Dal vuoto normativo alla precarietà
Sebbene la Legge 104/92 prevedesse già questa figura, la mancanza di un profilo professionale nazionale ha generato per decenni caos gestionale. Gli Enti Territoriali hanno operato in modo frammentato, spesso esternalizzando il servizio a cooperative con gare al ribasso. Il risultato? Precarietà salariale (gli assistenti non sono pagati durante le assenze degli alunni o nei mesi estivi) e una cronica mancanza di continuità didattica.
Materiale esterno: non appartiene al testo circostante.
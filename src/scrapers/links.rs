//! Article link discovery from The Star listing pages.
//!
//! Two listing sources are supported:
//!
//! - **Latest**: the homepage, where story links sit inside
//!   `div.in-sec-story` and `div.focus-story` blocks. These are mixed with
//!   section labels, captions and lifestyle content, so they are filtered.
//! - **Tags**: `<tag_url><tag>` timeline pages, where every
//!   `div.timeline-content h2 a` is an article. These are taken as-is and
//!   stamped with the tag.
//!
//! Within one discovery pass no two candidates share a normalized URL.

use crate::config::ScraperConfig;
use crate::http::{PageFetcher, get_page};
use crate::models::Candidate;
use crate::scrapers::element_text;
use futures::stream::{self, StreamExt};
use itertools::Itertools;
use once_cell::sync::Lazy;
use scraper::{Html, Selector};
use std::collections::HashSet;
use tracing::{debug, error, info, instrument};
use url::Url;

/// Shorter anchor texts are captions or fragments, not headlines.
pub const MIN_TITLE_CHARS: usize = 15;

/// Sections that live under `/news/` on paper but are not news.
pub const EXCLUDED_SECTIONS: &[&str] = &[
    "/lifestyle/",
    "/food/",
    "/tech/",
    "/travel/",
    "/business/",
    "/entertainment/",
    "/culture/",
];

static STORY_LINKS: Lazy<Selector> = Lazy::new(|| {
    Selector::parse("div.in-sec-story a, div.focus-story a").expect("valid story selector")
});
static TIMELINE_LINKS: Lazy<Selector> = Lazy::new(|| {
    Selector::parse("div.timeline-content h2 a").expect("valid timeline selector")
});

/// Which listing pages to discover links from.
#[derive(Debug, Clone, PartialEq, Eq)]
pub enum DiscoveryScope {
    /// The site homepage.
    Latest,
    /// One timeline page per tag.
    Tags(Vec<String>),
}

/// Discover article candidates for `scope`.
///
/// Never fails: a listing page that cannot be fetched or understood is
/// logged and contributes no candidates.
#[instrument(level = "info", skip(fetcher, config))]
pub async fn discover<F: PageFetcher>(
    fetcher: &F,
    config: &ScraperConfig,
    scope: &DiscoveryScope,
) -> Vec<Candidate> {
    let base = match Url::parse(&config.base_url) {
        Ok(base) => base,
        Err(e) => {
            error!(base_url = %config.base_url, error = %e, "Invalid base url; nothing to discover");
            return Vec::new();
        }
    };

    let candidates = match scope {
        DiscoveryScope::Latest => discover_latest(fetcher, config, &base).await,
        DiscoveryScope::Tags(tags) => discover_tags(fetcher, config, &base, tags).await,
    };

    info!(count = candidates.len(), "Discovered article candidates");
    debug!(urls = ?candidates.iter().map(|c| &c.url).collect::<Vec<_>>(), "Candidate URLs");
    candidates
}

async fn discover_latest<F: PageFetcher>(
    fetcher: &F,
    config: &ScraperConfig,
    base: &Url,
) -> Vec<Candidate> {
    match get_page(fetcher, base.as_str(), config.timeout()).await {
        Ok(html) => parse_story_links(&html, base),
        Err(e) => {
            error!(url = %base, error = %e, "Error getting articles to scrape");
            Vec::new()
        }
    }
}

async fn discover_tags<F: PageFetcher>(
    fetcher: &F,
    config: &ScraperConfig,
    base: &Url,
    tags: &[String],
) -> Vec<Candidate> {
    let per_tag: Vec<Vec<Candidate>> = stream::iter(tags.iter().map(|t| t.trim()))
        .filter(|tag| std::future::ready(!tag.is_empty()))
        .then(|tag| async move {
            let url = tag_listing_url(&config.tag_url, tag);
            match get_page(fetcher, &url, config.timeout()).await {
                Ok(html) => {
                    let found = parse_tag_links(&html, base, tag);
                    info!(%tag, count = found.len(), "Indexed tag listing");
                    found
                }
                Err(e) => {
                    error!(%tag, %url, error = %e, "Error getting articles by tag");
                    Vec::new()
                }
            }
        })
        .collect()
        .await;

    per_tag
        .into_iter()
        .flatten()
        .unique_by(|c| c.url.clone())
        .collect()
}

/// Build the listing URL for one tag.
pub fn tag_listing_url(tag_url: &str, tag: &str) -> String {
    format!("{}{}", tag_url, urlencoding::encode(tag))
}

/// Extract and filter homepage story links.
pub fn parse_story_links(html: &str, base: &Url) -> Vec<Candidate> {
    let document = Html::parse_document(html);
    let mut seen = HashSet::new();
    let mut candidates = Vec::new();

    for anchor in document.select(&STORY_LINKS) {
        let title = element_text(&anchor);
        let href = anchor.value().attr("href").unwrap_or("").trim();
        if title.is_empty() || href.is_empty() {
            continue;
        }
        if title.chars().count() < MIN_TITLE_CHARS {
            continue;
        }
        let Some(url) = normalize_url(base, href) else {
            continue;
        };
        if seen.contains(url.as_str()) {
            continue;
        }
        if !is_news_url(&url, base) || is_all_caps(&title) || is_excluded_section(&url) {
            continue;
        }

        seen.insert(url.to_string());
        candidates.push(Candidate {
            title,
            url: url.into(),
            tag: String::new(),
        });
    }
    candidates
}

/// Extract every timeline link, stamped with `tag`. Only href-less anchors
/// are dropped.
pub fn parse_tag_links(html: &str, base: &Url, tag: &str) -> Vec<Candidate> {
    let document = Html::parse_document(html);
    document
        .select(&TIMELINE_LINKS)
        .filter_map(|anchor| {
            let href = anchor.value().attr("href")?.trim();
            if href.is_empty() {
                return None;
            }
            let url = normalize_url(base, href)?;
            Some(Candidate {
                title: element_text(&anchor),
                url: url.into(),
                tag: tag.to_string(),
            })
        })
        .unique_by(|c| c.url.clone())
        .collect()
}

/// Resolve `href` against the site origin and drop query and fragment.
///
/// Returns `None` for unparseable or non-HTTP links (`mailto:`,
/// `javascript:`).
pub fn normalize_url(base: &Url, href: &str) -> Option<Url> {
    let mut url = base.join(href).ok()?;
    if !matches!(url.scheme(), "http" | "https") {
        return None;
    }
    url.set_query(None);
    url.set_fragment(None);
    Some(url)
}

fn is_news_url(url: &Url, base: &Url) -> bool {
    url.scheme() == base.scheme()
        && url.host_str() == base.host_str()
        && url.path().starts_with("/news/")
}

/// Section labels are written in capitals ("NATION", "WORLD").
fn is_all_caps(title: &str) -> bool {
    title.to_uppercase() == title
}

fn is_excluded_section(url: &Url) -> bool {
    let path = url.path().to_lowercase();
    EXCLUDED_SECTIONS.iter().any(|section| path.contains(section))
}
Il DDL 2024: una riforma a metà
Il nuovo DDL definisce l’ASACOM come figura educativa, ma ha abbandonato l’idea della stabilizzazione nei ruoli del Ministero per mancanza di coperture. Le criticità maggiori emergono nel comma 4 bis relativo ai requisiti d’accesso:
Educatori socio-pedagogici: Il loro titolo non garantisce alcuna preparazione specifica sulle diverse disabilità (sensoriali, cognitive o disturbi del neurosviluppo).
Corsi Regionali: Le 600 ore previste sono giudicate insufficienti rispetto alla complessità dei compiti richiesti.
Accesso per esperienza: Prevedere l’accesso a chi ha svolto 12 o 36 mesi di servizio senza formazione teorica o titoli adeguati rischia di istituzionalizzare un’assistenza priva di basi pedagogiche.
Disparità di trattamento: Mentre per la LIS (Lingua dei Segni) sono richieste 810 ore, nulla di specifico è previsto per la CAA, il Braille, il metodo ABA o per i sordi oralisti.
Rischio di incostituzionalità e PNRR
La FISH ha denunciato il mancato ascolto delle proprie proposte, tra cui un percorso biennale universitario post-diploma. Il DDL sembra destinato a un’approvazione blindata alla Camera entro giugno 2026 per rispettare le scadenze del PNRR.
Tuttavia, restano i dubbi sui finanziamenti: Regioni come Puglia ed Emilia Romagna hanno già sollevato questioni di legittimità sulla Legge di Bilancio 2026, poiché non sono garantiti i fondi necessari per i Livelli Essenziali delle prestazioni. Senza una formazione polivalente e risorse adeguate, la qualità dell’inclusione scolastica rimane un miraggio.